Tuesday, October 19, 2021

Homeschooling Magazines

Are there homeschool magazines anymore? I’m assuming there probably are. If I wanted to receive such a thing, I would certainly rather have it in paper form than on my phone or something. Today, though, it seems like there are enough homeschooling moms out there with blogs on homeschooling advice that homeschooling magazines wouldn’t make a lot of money.

 

I remember homeschool magazines. We received one or two as I was growing up. I remember flipping through them, reading some of the articles. Not because I needed advice on how to homeschool my kids but because I read anything that had words on it.  I don’t remember anything particular about their content, but I do remember their covers.
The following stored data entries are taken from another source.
fn bezier(p0: f64, c0: f64, c1: f64, p1: f64, s: f64) -> f64 {
    let r = 1.0 - s;
    r * r * r * p0 + 3.0 * r * r * s * c0 + 3.0 * r * s * s * c1 + s * s * s * p1
}

fn hermite(p0: f64, m0: f64, p1: f64, m1: f64, s: f64) -> f64 {
    let s2 = s * s;
    let s3 = s2 * s;
    (2.0 * s3 - 3.0 * s2 + 1.0) * p0
        + (s3 - 2.0 * s2 + s) * m0
        + (-2.0 * s3 + 3.0 * s2) * p1
        + (s3 - s2) * m1
}

/// One curve writing a slice of a target's values.
#[derive(Debug, Clone, PartialEq)]
pub struct AnimationChannel {
    pub target: AnimationTarget,
    /// One entry per keyframe.
    pub interpolation: Vec<Interpolation>,
    /// Strictly increasing keyframe times.
    pub input: Vec<f32>,
    /// `data_count` values per keyframe.
    pub output: Vec<f32>,
    /// `(time, value)` pair per value per keyframe.
    pub in_tangent: Option<Vec<f32>>,
    /// `(time, value)` pair per value per keyframe.
    pub out_tangent: Option<Vec<f32>>,
    pub data_offset: usize,
    pub data_count: usize,
}
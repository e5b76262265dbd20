//! Stock market collaborator with mock data.

use rand::Rng;
use serde_json::{json, Value};

use super::{
    iso, now, param, ActionHandler, CollaboratorConfig, Domain, FunctionSchema, HandlerError,
    Parameter, ParameterType,
};

pub(super) fn config() -> CollaboratorConfig {
    CollaboratorConfig {
        name: "stock-agent".to_string(),
        domain: Domain::Stock,
        instruction: "You are a stock market expert. Help users get stock prices, market data, \
                      and financial information."
            .to_string(),
        description: "Stock market and financial data agent".to_string(),
        action_group_name: "stock-actions".to_string(),
        action_group_description: "Actions for stock market operations".to_string(),
        functions: vec![
            FunctionSchema::new("get_stock_price", "Get current stock price and details").required(
                "symbol",
                ParameterType::String,
                "Stock ticker symbol (e.g., AAPL, GOOGL)",
            ),
            FunctionSchema::new(
                "get_market_summary",
                "Get overall market summary and major indices",
            ),
            FunctionSchema::new("get_company_info", "Get company information and details")
                .required("symbol", ParameterType::String, "Stock ticker symbol"),
        ],
        enabled: true,
    }
}

fn base_price(symbol: &str) -> f64 {
    match symbol {
        "AAPL" => 175.0,
        "GOOGL" => 140.0,
        "MSFT" => 380.0,
        "AMZN" => 155.0,
        "TSLA" => 245.0,
        _ => 100.0,
    }
}

fn round2(v: f64) -> f64 {
    (v * 100.0).round() / 100.0
}

pub(super) struct StockHandler;

impl ActionHandler for StockHandler {
    fn domain(&self) -> Domain {
        Domain::Stock
    }

    fn handle(&self, function: &str, params: &[Parameter]) -> Result<Value, HandlerError> {
        let mut rng = rand::thread_rng();
        let symbol = param(params, "symbol", "AAPL").to_uppercase();

        match function {
            "get_stock_price" => Ok(json!({
                "price": round2(base_price(&symbol) + rng.gen_range(-5.0..5.0)),
                "change": round2(rng.gen_range(-3.0..3.0)),
                "change_percent": round2(rng.gen_range(-2.0..2.0)),
                "volume": rng.gen_range(1_000_000..=50_000_000u64),
                "timestamp": iso(now()),
                "symbol": symbol,
            })),
            "get_market_summary" => Ok(json!({
                "indices": [
                    {"name": "S&P 500", "value": 4783.45, "change": 12.34, "change_percent": 0.26},
                    {"name": "NASDAQ", "value": 15043.12, "change": -23.45, "change_percent": -0.16},
                    {"name": "DOW", "value": 37305.16, "change": 45.67, "change_percent": 0.12},
                ],
                "timestamp": iso(now()),
            })),
            "get_company_info" => {
                let (name, sector, cap) = match symbol.as_str() {
                    "AAPL" => ("Apple Inc.", "Technology", "2.8T"),
                    "GOOGL" => ("Alphabet Inc.", "Technology", "1.7T"),
                    "MSFT" => ("Microsoft Corporation", "Technology", "2.9T"),
                    _ => ("Unknown", "N/A", "N/A"),
                };
                Ok(json!({
                    "name": name,
                    "sector": sector,
                    "market_cap": cap,
                    "symbol": symbol,
                }))
            }
            other => Err(HandlerError::UnknownFunction(other.to_string())),
        }
    }
}

#[cfg(test)]
mod tests {
    use super::*;

    #[test]
    fn price_stays_near_base() {
        let body = StockHandler
            .handle("get_stock_price", &[Parameter::new("symbol", "msft")])
            .unwrap();
        assert_eq!(body["symbol"], "MSFT");
        let price = body["price"].as_f64().unwrap();
        assert!((375.0..=385.0).contains(&price));
    }

    #[test]
    fn unknown_company_is_reported_not_rejected() {
        let body = StockHandler
            .handle("get_company_info", &[Parameter::new("symbol", "zzz")])
            .unwrap();
        assert_eq!(body["name"], "Unknown");
        assert_eq!(body["symbol"], "ZZZ");
    }
}
//! Function runtime for the collaborator handlers.
//!
//! Serves the handler named by `COLLABORATOR_DOMAIN`. Inside the function
//! platform it polls the runtime API given by `AWS_LAMBDA_RUNTIME_API`;
//! anywhere else it reads one action request per line from stdin and writes
//! one response per line to stdout.

use std::io::{BufRead, BufReader, Write};

use anyhow::{anyhow, Context};
use tracing::{debug, error, info};
use tracing_subscriber::{layer::SubscriberExt, util::SubscriberInitExt};

use agent_stack::collaborators::envelope::dispatch_payload;
use agent_stack::collaborators::{Domain, HandlerRegistry, DOMAIN_ENV};

const RUNTIME_API_ENV: &str = "AWS_LAMBDA_RUNTIME_API";
const RUNTIME_API_VERSION: &str = "2018-06-01";
const REQUEST_ID_HEADER: &str = "Lambda-Runtime-Aws-Request-Id";

fn main() -> anyhow::Result<()> {
    tracing_subscriber::registry()
        .with(
            tracing_subscriber::EnvFilter::try_from_default_env()
                .unwrap_or_else(|_| "agent_stack=info,collaborator_runtime=info".into()),
        )
        .with(tracing_subscriber::fmt::layer().with_writer(std::io::stderr))
        .init();

    let domain: Domain = std::env::var(DOMAIN_ENV)
        .with_context(|| format!("{} is not set", DOMAIN_ENV))?
        .parse()
        .map_err(|e: String| anyhow!(e))?;
    let registry = HandlerRegistry::new();

    match std::env::var(RUNTIME_API_ENV) {
        Ok(api) => {
            let runtime = tokio::runtime::Builder::new_multi_thread()
                .enable_all()
                .build()?;
            runtime.block_on(serve_runtime_api(&api, domain, &registry))
        }
        Err(_) => serve_stdio(domain, &registry),
    }
}

/// Poll for invocations until the platform stops the process.
async fn serve_runtime_api(
    api: &str,
    domain: Domain,
    registry: &HandlerRegistry,
) -> anyhow::Result<()> {
    info!(domain = %domain, api = %api, "Serving function runtime API");
    let client = reqwest::Client::new();
    let base = format!("http://{}/{}/runtime/invocation", api, RUNTIME_API_VERSION);

    loop {
        let next = client
            .get(format!("{}/next", base))
            .send()
            .await
            .context("failed to fetch next invocation")?;
        let request_id = next
            .headers()
            .get(REQUEST_ID_HEADER)
            .and_then(|v| v.to_str().ok())
            .map(str::to_string)
            .ok_or_else(|| anyhow!("invocation without {} header", REQUEST_ID_HEADER))?;
        let payload = next.bytes().await?;
        debug!(request_id = %request_id, bytes = payload.len(), "Received invocation");

        let response = dispatch_payload(registry, domain, &payload);
        if let Err(e) = client
            .post(format!("{}/{}/response", base, request_id))
            .body(response)
            .send()
            .await
            .and_then(|r| r.error_for_status())
        {
            error!(request_id = %request_id, "Failed to post response: {}", e);
        }
    }
}

fn serve_stdio(domain: Domain, registry: &HandlerRegistry) -> anyhow::Result<()> {
    debug!(domain = %domain, "Serving action requests on stdin");
    let stdin = std::io::stdin();
    let mut stdout = std::io::stdout();
    let reader = BufReader::new(stdin.lock());

    for line in reader.lines() {
        let line = line?;
        if line.trim().is_empty() {
            continue;
        }
        let response = dispatch_payload(registry, domain, line.as_bytes());
        stdout.write_all(&response)?;
        writeln!(stdout)?;
        stdout.flush()?;
    }
    Ok(())
}
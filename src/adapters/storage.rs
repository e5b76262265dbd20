//! Knowledge document bucket.

use std::path::Path;
use std::sync::Arc;

use tracing::{debug, info, warn};
use walkdir::WalkDir;

use super::Deletion;
use crate::context::DeploymentContext;
use crate::error::{ApiResultExt, ProvisionError};
use crate::names::KNOWLEDGE_PREFIX;
use crate::provider::StorageApi;

/// Largest batch accepted by a multi-object delete.
const DELETE_BATCH: usize = 1000;

#[derive(Clone)]
pub struct StorageAdapter {
    ctx: Arc<DeploymentContext>,
    api: Arc<dyn StorageApi>,
}

impl StorageAdapter {
    pub fn new(ctx: Arc<DeploymentContext>, api: Arc<dyn StorageApi>) -> Self {
        Self { ctx, api }
    }

    pub fn bucket(&self) -> &str {
        &self.ctx.names.bucket
    }

    pub fn bucket_arn(&self) -> String {
        format!("arn:aws:s3:::{}", self.bucket())
    }

    pub async fn exists(&self, bucket: &str) -> Result<bool, ProvisionError> {
        Ok(self.api.head_bucket(bucket).await.optional()?.is_some())
    }

    /// Create the deployment bucket if needed and keep versioning on.
    pub async fn ensure_bucket(&self) -> Result<String, ProvisionError> {
        let bucket = self.bucket();
        if self.exists(bucket).await? {
            debug!(bucket, "Bucket exists");
        } else {
            match self.api.create_bucket(bucket, self.ctx.region()).await {
                Ok(()) => info!(bucket, region = self.ctx.region(), "Created bucket"),
                Err(e) if e.is_already_exists() => debug!(bucket, "Bucket appeared concurrently"),
                Err(e) => return Err(e.into()),
            }
        }
        self.api.put_bucket_versioning(bucket, true).await?;
        Ok(bucket.to_string())
    }

    /// Upload a file, or every file under a directory, below the knowledge
    /// prefix. Unreadable files are skipped with a warning; returns how many
    /// objects were written.
    pub async fn upload(&self, path: &Path) -> Result<usize, ProvisionError> {
        if !path.exists() {
            return Err(ProvisionError::Precondition(format!(
                "data path {} does not exist",
                path.display()
            )));
        }

        let files: Vec<(std::path::PathBuf, String)> = if path.is_file() {
            let name = path
                .file_name()
                .map(|n| n.to_string_lossy().to_string())
                .unwrap_or_default();
            vec![(path.to_path_buf(), name)]
        } else {
            WalkDir::new(path)
                .follow_links(true)
                .into_iter()
                .filter_map(|entry| match entry {
                    Ok(e) => Some(e),
                    Err(e) => {
                        warn!("Skipping unreadable entry: {}", e);
                        None
                    }
                })
                .filter(|e| e.file_type().is_file())
                .filter_map(|e| {
                    let relative = e.path().strip_prefix(path).ok()?;
                    let key = relative
                        .components()
                        .map(|c| c.as_os_str().to_string_lossy().to_string())
                        .collect::<Vec<_>>()
                        .join("/");
                    Some((e.path().to_path_buf(), key))
                })
                .collect()
        };

        let bucket = self.bucket();
        let mut uploaded = 0;
        for (file, relative) in files {
            let body = match tokio::fs::read(&file).await {
                Ok(body) => body,
                Err(e) => {
                    warn!(file = %file.display(), "Skipping file: {}", e);
                    continue;
                }
            };
            let key = format!("{}{}", KNOWLEDGE_PREFIX, relative);
            self.api.put_object(bucket, &key, body).await?;
            debug!(bucket, key = %key, "Uploaded object");
            uploaded += 1;
        }
        info!(bucket, uploaded, "Uploaded knowledge documents");
        Ok(uploaded)
    }

    /// Keys of the uploaded knowledge documents.
    pub async fn knowledge_documents(&self) -> Result<Vec<String>, ProvisionError> {
        Ok(self
            .api
            .list_objects(self.bucket(), Some(KNOWLEDGE_PREFIX))
            .await?)
    }

    /// Remove every object version and delete marker, then the bucket.
    pub async fn force_delete(&self, bucket: &str) -> Result<Deletion, ProvisionError> {
        if !self.exists(bucket).await? {
            return Ok(Deletion::NotFound);
        }

        let mut purged = 0;
        loop {
            let versions = self.api.list_object_versions(bucket).await?;
            if versions.is_empty() {
                break;
            }
            for batch in versions.chunks(DELETE_BATCH) {
                let removed = self.api.delete_objects(bucket, batch).await?;
                if removed == 0 {
                    return Err(ProvisionError::Precondition(format!(
                        "bucket {} still holds objects that cannot be deleted",
                        bucket
                    )));
                }
                purged += removed;
            }
        }
        if purged > 0 {
            info!(bucket, purged, "Emptied bucket");
        }

        let outcome = Deletion::from_result(self.api.delete_bucket(bucket).await)?;
        if outcome.is_deleted() {
            info!(bucket, "Deleted bucket");
        }
        Ok(outcome)
    }
}

#[cfg(test)]
mod tests {
    use super::*;
    use crate::adapters::testing;
    use crate::provider::MemoryControlPlane;

    fn adapter() -> (Arc<MemoryControlPlane>, StorageAdapter) {
        let (sim, plane) = testing::plane();
        (sim, StorageAdapter::new(testing::context(), plane.storage))
    }

    #[tokio::test]
    async fn ensure_bucket_is_idempotent() {
        let (sim, storage) = adapter();
        storage.ensure_bucket().await.unwrap();
        storage.ensure_bucket().await.unwrap();
        assert_eq!(sim.calls("create_bucket"), 1);
        assert_eq!(sim.live_buckets(), vec![storage.bucket().to_string()]);
    }

    #[tokio::test]
    async fn uploads_directory_tree_under_prefix() {
        let (_sim, storage) = adapter();
        storage.ensure_bucket().await.unwrap();

        let dir = tempfile::tempdir().unwrap();
        std::fs::write(dir.path().join("faq.md"), "# FAQ").unwrap();
        std::fs::create_dir(dir.path().join("guides")).unwrap();
        std::fs::write(dir.path().join("guides").join("setup.txt"), "steps").unwrap();

        assert_eq!(storage.upload(dir.path()).await.unwrap(), 2);
        let mut keys = storage.knowledge_documents().await.unwrap();
        keys.sort();
        assert_eq!(
            keys,
            vec!["knowledge-base/faq.md", "knowledge-base/guides/setup.txt"]
        );
    }

    #[tokio::test]
    async fn uploads_single_file_and_rejects_missing_path() {
        let (_sim, storage) = adapter();
        storage.ensure_bucket().await.unwrap();

        let dir = tempfile::tempdir().unwrap();
        let file = dir.path().join("notes.txt");
        std::fs::write(&file, "hello").unwrap();
        assert_eq!(storage.upload(&file).await.unwrap(), 1);

        let err = storage.upload(&dir.path().join("missing")).await.unwrap_err();
        assert!(matches!(err, ProvisionError::Precondition(_)));
    }

    #[tokio::test]
    async fn force_delete_purges_versions_and_is_idempotent() {
        let (sim, storage) = adapter();
        let bucket = storage.ensure_bucket().await.unwrap();

        let dir = tempfile::tempdir().unwrap();
        std::fs::write(dir.path().join("a.txt"), "1").unwrap();
        storage.upload(dir.path()).await.unwrap();
        std::fs::write(dir.path().join("a.txt"), "2").unwrap();
        storage.upload(dir.path()).await.unwrap();

        assert_eq!(storage.force_delete(&bucket).await.unwrap(), Deletion::Deleted);
        assert!(sim.live_buckets().is_empty());
        assert_eq!(storage.force_delete(&bucket).await.unwrap(), Deletion::NotFound);
    }
}
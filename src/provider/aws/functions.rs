use std::collections::BTreeMap;

use async_trait::async_trait;
use aws_sdk_lambda::primitives::Blob;
use aws_sdk_lambda::types::{Environment, FunctionCode, FunctionConfiguration, Runtime};

use super::{api_error, missing, AwsControlPlane};
use crate::error::ApiError;
use crate::provider::{FunctionApi, FunctionInfo, FunctionSpec, InvokePermission};

const INVOKE_ACTION: &str = "lambda:InvokeFunction";

fn function_info(config: &FunctionConfiguration) -> FunctionInfo {
    FunctionInfo {
        name: config.function_name().unwrap_or_default().to_string(),
        arn: config.function_arn().unwrap_or_default().to_string(),
        state: config
            .state()
            .map(|s| s.as_str().to_string())
            .unwrap_or_default(),
        last_update_status: config
            .last_update_status()
            .map(|s| s.as_str().to_string())
            .unwrap_or_default(),
        code_sha256: config.code_sha256().unwrap_or_default().to_string(),
        role_arn: config.role().unwrap_or_default().to_string(),
        runtime: config
            .runtime()
            .map(|r| r.as_str().to_string())
            .unwrap_or_default(),
        handler: config.handler().unwrap_or_default().to_string(),
        timeout_secs: config.timeout().unwrap_or(0).max(0) as u32,
        memory_mb: config.memory_size().unwrap_or(0).max(0) as u32,
        environment: config
            .environment()
            .and_then(|e| e.variables())
            .map(|vars| vars.iter().map(|(k, v)| (k.clone(), v.clone())).collect())
            .unwrap_or_default(),
    }
}

fn environment(vars: &BTreeMap<String, String>) -> Environment {
    Environment::builder()
        .set_variables(Some(vars.iter().map(|(k, v)| (k.clone(), v.clone())).collect()))
        .build()
}

#[async_trait]
impl FunctionApi for AwsControlPlane {
    async fn get_function(&self, name: &str) -> Result<FunctionInfo, ApiError> {
        let op = "get_function";
        let out = self
            .lambda
            .get_function()
            .function_name(name)
            .send()
            .await
            .map_err(|e| api_error(op, e))?;
        out.configuration()
            .map(function_info)
            .ok_or_else(|| missing(op, "configuration"))
    }

    async fn create_function(
        &self,
        spec: &FunctionSpec,
        package: Vec<u8>,
    ) -> Result<FunctionInfo, ApiError> {
        self.lambda
            .create_function()
            .function_name(&spec.name)
            .description(&spec.description)
            .role(&spec.role_arn)
            .runtime(Runtime::from(spec.runtime.as_str()))
            .handler(&spec.handler)
            .timeout(spec.timeout_secs as i32)
            .memory_size(spec.memory_mb as i32)
            .environment(environment(&spec.environment))
            .code(FunctionCode::builder().zip_file(Blob::new(package)).build())
            .send()
            .await
            .map_err(|e| api_error("create_function", e))?;
        self.get_function(&spec.name).await
    }

    async fn update_function_code(
        &self,
        name: &str,
        package: Vec<u8>,
    ) -> Result<FunctionInfo, ApiError> {
        self.lambda
            .update_function_code()
            .function_name(name)
            .zip_file(Blob::new(package))
            .send()
            .await
            .map_err(|e| api_error("update_function_code", e))?;
        self.get_function(name).await
    }

    async fn update_function_configuration(
        &self,
        spec: &FunctionSpec,
    ) -> Result<FunctionInfo, ApiError> {
        self.lambda
            .update_function_configuration()
            .function_name(&spec.name)
            .description(&spec.description)
            .role(&spec.role_arn)
            .runtime(Runtime::from(spec.runtime.as_str()))
            .handler(&spec.handler)
            .timeout(spec.timeout_secs as i32)
            .memory_size(spec.memory_mb as i32)
            .environment(environment(&spec.environment))
            .send()
            .await
            .map_err(|e| api_error("update_function_configuration", e))?;
        self.get_function(&spec.name).await
    }

    async fn list_functions(&self) -> Result<Vec<FunctionInfo>, ApiError> {
        let mut functions = Vec::new();
        let mut marker: Option<String> = None;
        loop {
            let out = self
                .lambda
                .list_functions()
                .set_marker(marker.take())
                .send()
                .await
                .map_err(|e| api_error("list_functions", e))?;
            functions.extend(out.functions().iter().map(function_info));
            match out.next_marker() {
                Some(next) => marker = Some(next.to_string()),
                None => return Ok(functions),
            }
        }
    }

    async fn delete_function(&self, name: &str) -> Result<(), ApiError> {
        self.lambda
            .delete_function()
            .function_name(name)
            .send()
            .await
            .map_err(|e| api_error("delete_function", e))?;
        Ok(())
    }

    async fn add_permission(
        &self,
        name: &str,
        permission: &InvokePermission,
    ) -> Result<(), ApiError> {
        self.lambda
            .add_permission()
            .function_name(name)
            .statement_id(&permission.statement_id)
            .action(INVOKE_ACTION)
            .principal(&permission.principal)
            .set_source_arn(permission.source_arn.clone())
            .send()
            .await
            .map_err(|e| api_error("add_permission", e))?;
        Ok(())
    }

    async fn remove_permission(&self, name: &str, statement_id: &str) -> Result<(), ApiError> {
        self.lambda
            .remove_permission()
            .function_name(name)
            .statement_id(statement_id)
            .send()
            .await
            .map_err(|e| api_error("remove_permission", e))?;
        Ok(())
    }

    async fn invoke(&self, name: &str, payload: Vec<u8>) -> Result<Vec<u8>, ApiError> {
        let op = "invoke";
        let out = self
            .lambda
            .invoke()
            .function_name(name)
            .payload(Blob::new(payload))
            .send()
            .await
            .map_err(|e| api_error(op, e))?;
        let body = out.payload().map(|b| b.as_ref().to_vec()).unwrap_or_default();
        if let Some(kind) = out.function_error() {
            return Err(ApiError::service(
                op,
                format!("{}: {}", kind, String::from_utf8_lossy(&body)),
            ));
        }
        Ok(body)
    }
}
Perfect little homeschool families, some with only a few kids and others with a baseball team of them. All well dressed, all in perfectly clean houses, and all sitting at tables or desks working hard on their assignments or helping their moms in the kitchen. And I remember wondering how those moms kept such clean homes with kids who happily sat down to work on their math and rejoiced in helping in the kitchen. The epitome of homeschooling. And one my family never reached.

 

To be honest, I preferred my own home. The one that wasn’t always clean, even though mom had rules about keeping things cleaned. The one where we didn’t always work on our assignments without complaining and grumbling at our lot in life or the amount of sentences we had to diagram. The home where we did try to get out of chores, and we did whine when something seemed unfair about what we got compared to what X sibling got. It’s true my parents had high standards on our behavior. And it’s true my dad could come down hard on us for crossed lines. But at least, in the end, they didn’t expect us to be perfect. At least not all the time.

 

As I entered high school, we started a curriculum that put us in the midst of those homeschooling magazine families. At least, that’s what you had to make your family sound like. When you talked with your peers, you didn’t mention that sometimes you read a “romance” novel, or you didn’t get up at five in the morning to read your Bible, or you played basketball in shorts.You didn’t mention the reality of your family – only the part you would want printed in a magazine if you achieved such a status. It was awful. No one was really your friend. No one was real. And, in the end, no one cared unless your “perfect” family matched up to their “perfect” family. No wonder twenty years later so many of our families have ended up just about as imperfect as you can imagine.

 

So, as I have started on my own homeschooling journey, I have kept the perfectionism part as far away as I can. Our house is not perfectly neat. Emry and Ethan do gripe and complain about completing their assignments. And I do have to nag them about chores. Nor are they so far advanced in their educational endeavors that Ivy League colleges are already knocking on our door. Emry struggles with reading. Ethan struggles with a pair of scissors and writing many of his letters. And Ellyson wanders in and out of the school room either making a mess of all sorts of things or wanting to be right in the middle of it all. Some days I want to pull the hair out of my head and figure if I can just send them out into the world knowing how to read and do basic math before I die of frustration, I have conquered the mountain. 

 

Thankfully, the other homeschool moms I’m friends with have the same struggles. Well, not necessarily the same, but we do all have messy houses full of griping kids who frustrate us when, at times, they can’t seem to understand the very basics of word pronunciations. However, the other day as I stood in Emry’s room where Emry and Ethan work on their assignments every morning, I couldn’t help snapping this very rarephoto. In fact, I don’t think our makeshift school room as ever looked like this…or will ever look like this again. And since it lasted all of thirty second before Ellyson was off to pull Emry’s dolls out of the bucket, Emry was off to join her, and Ethan was left to complain about his math…the fact that I had that moment to snap this photo is pretty impressive:

 

 


As one friend said: “That should be on the cover of a homeschooling magazine!”